Canada’s Generex Biotechnology said it is planning to launch its Oral-lyn (insulin) product for the treatment of types 1 and 2 diabetes by the end of the month, following approval of the product in Ecuador [[14/10/05a]].

The launch of the orally-bioavailable insulin – the first non-injectable version of the drug to reach the market – will be followed by submissions for approval in other countries in South America, according to Generex. The company presented data in September showing that Oral-lyn cut blood glucose levels after a meal by 15% compared to placebo in patients with type 2 diabetes who were already receiving treatment with a sulfonylurea drug and metformin [[15/09/05g]].

Generex said it had ordered the manufacturing equipment required to supply Oral-Lyn to its Ecuadorian joint venture partner, PharmaBrand SA. The product is delivered via an oral spray device, looking much like an inhaler, called RapidMist. The drug delivery device is also being evaluated as a means of administering peptide vaccines.

In bringing the first non-injectable insulin to market, Generex has achieved something that has so far eluded the best efforts of some of the top pharmaceutical companies, although it is unlikely to beat them to the major pharmaceutical markets of the US and Europe. Analysts have suggested that the first non-injectable insulin to reach the major pharmaceutical markets could quickly achieve sales in excess of $1.5 billion dollars a year.

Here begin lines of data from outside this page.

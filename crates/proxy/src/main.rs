//! Branch stock proxy.
//!
//! This binary serves the stock API on port 3002 by default.
//!
//! # Security
//!
//! **CRITICAL: This binary holds the HIGH PRIVILEGE Shopify Admin API token.**
//!
//! - Token is loaded from `SHOPIFY_ADMIN_TOKEN` and never logged
//! - Only metafield reads and `metafieldsSet` are issued
//!
//! # Architecture
//!
//! - Axum web framework, one router built by `branch_stock_proxy::app`
//! - Shopify Admin GraphQL API for identity lookups and metafield writes
//! - No database and no cache: every request reads Shopify directly

#![cfg_attr(not(test), forbid(unsafe_code))]

use branch_stock_proxy::{app, config::ProxyConfig, state::AppState};
use sentry::integrations::tracing as sentry_tracing;
use tracing_subscriber::{layer::SubscriberExt, util::SubscriberInitExt};

/// Initialize Sentry error tracking and return guard that must be kept alive.
fn init_sentry(config: &ProxyConfig) -> Option<sentry::ClientInitGuard> {
    let dsn = config.sentry_dsn.as_ref()?;

    let guard = sentry::init((
        dsn.as_str(),
        sentry::ClientOptions {
            release: sentry::release_name!(),
            environment: config
                .sentry_environment
                .clone()
                .map(std::borrow::Cow::Owned),
            sample_rate: config.sentry_sample_rate,
            traces_sample_rate: config.sentry_traces_sample_rate,
            attach_stacktrace: true,
            send_default_pii: false,
            ..Default::default()
        },
    ));

    tracing::info!("Sentry initialized");
    Some(guard)
}

/// Filter tracing events to Sentry event types.
fn sentry_event_filter(metadata: &tracing::Metadata<'_>) -> sentry_tracing::EventFilter {
    match *metadata.level() {
        tracing::Level::ERROR | tracing::Level::WARN => sentry_tracing::EventFilter::Event,
        tracing::Level::INFO | tracing::Level::DEBUG => sentry_tracing::EventFilter::Breadcrumb,
        _ => sentry_tracing::EventFilter::Ignore,
    }
}

#[tokio::main]
async fn main() {
    // Load configuration from environment (needed for Sentry init)
    let config = ProxyConfig::from_env().expect("Failed to load configuration");

    // Initialize Sentry (must be done before tracing subscriber)
    let _sentry_guard = init_sentry(&config);

    // Defaults to info level for our crate if RUST_LOG is not set
    let env_filter = tracing_subscriber::EnvFilter::try_from_default_env()
        .unwrap_or_else(|_| "branch_stock_proxy=info,tower_http=debug".into());

    // JSON logs on managed platforms, text locally
    let is_managed =
        std::env::var("FLY_APP_NAME").is_ok() || std::env::var("VERCEL").is_ok();
    let json_layer =
        is_managed.then(|| tracing_subscriber::fmt::layer().json().flatten_event(true));
    let text_layer = (!is_managed).then(tracing_subscriber::fmt::layer);

    tracing_subscriber::registry()
        .with(env_filter)
        .with(json_layer)
        .with(text_layer)
        .with(sentry_tracing::layer().event_filter(sentry_event_filter))
        .init();

    tracing::info!(
        store = %config.shopify.store,
        api_version = %config.shopify.api_version,
        merge_policy = %config.stock.merge_policy,
        "Configuration loaded"
    );

    let addr = config.socket_addr();
    let state = AppState::new(config).expect("Failed to create application state");

    let app = app(state)
        // Sentry layers (outermost for full request coverage)
        .layer(sentry_tower::NewSentryLayer::new_from_top())
        .layer(sentry_tower::SentryHttpLayer::new().enable_transaction());

    tracing::info!("branch-stock-proxy listening on http://{}", addr);

    let listener = tokio::net::TcpListener::bind(addr)
        .await
        .expect("Failed to bind to address");

    axum::serve(listener, app)
        .with_graceful_shutdown(shutdown_signal())
        .await
        .expect("Server error");
}

/// Wait for shutdown signal (Ctrl+C or SIGTERM).
async fn shutdown_signal() {
    let ctrl_c = async {
        tokio::signal::ctrl_c()
            .await
            .expect("Failed to install Ctrl+C handler");
    };

    #[cfg(unix)]
    let terminate = async {
        tokio::signal::unix::signal(tokio::signal::unix::SignalKind::terminate())
            .expect("Failed to install signal handler")
            .recv()
            .await;
    };

    #[cfg(not(unix))]
    let terminate = std::future::pending::<()>();

    tokio::select! {
        () = ctrl_c => {},
        () = terminate => {},
    }

    tracing::info!("Shutdown signal received, starting graceful shutdown");
}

Generex said it intends to start Phase III trials of Oral-lyn in Canada and Europe within the next few months, and that the Ecuadorian approval will serve as a springboard for its efforts to secure a multinational marketing partner for the product.

Currently leading the non-injectable insulin pack in the world’s major drug markets are Pfizer and Sanofi-Aventis with their inhaled insulin product Exubera, which was recommended for approval in the US and Europe earlier this year [[14/10/05a]] [[09/09/05a]].

This product has been subject to a number of delays, mainly caused by regulatory requests for data to support the safety of delivering the peptide into the lungs [[03/03/05c]]. Last year, the companies presented data suggesting that diabetics taking the drug exhibited no decline in lung function after two years, and they are committed to carrying out long-term lung function studies out to 2019.

Meanwhile, other inhaled insulins are in Phase III clinical development from Eli Lilly/Alkermes and Novo Nordisk/Aradigm, while a rival product from Mannkind is in Phase II.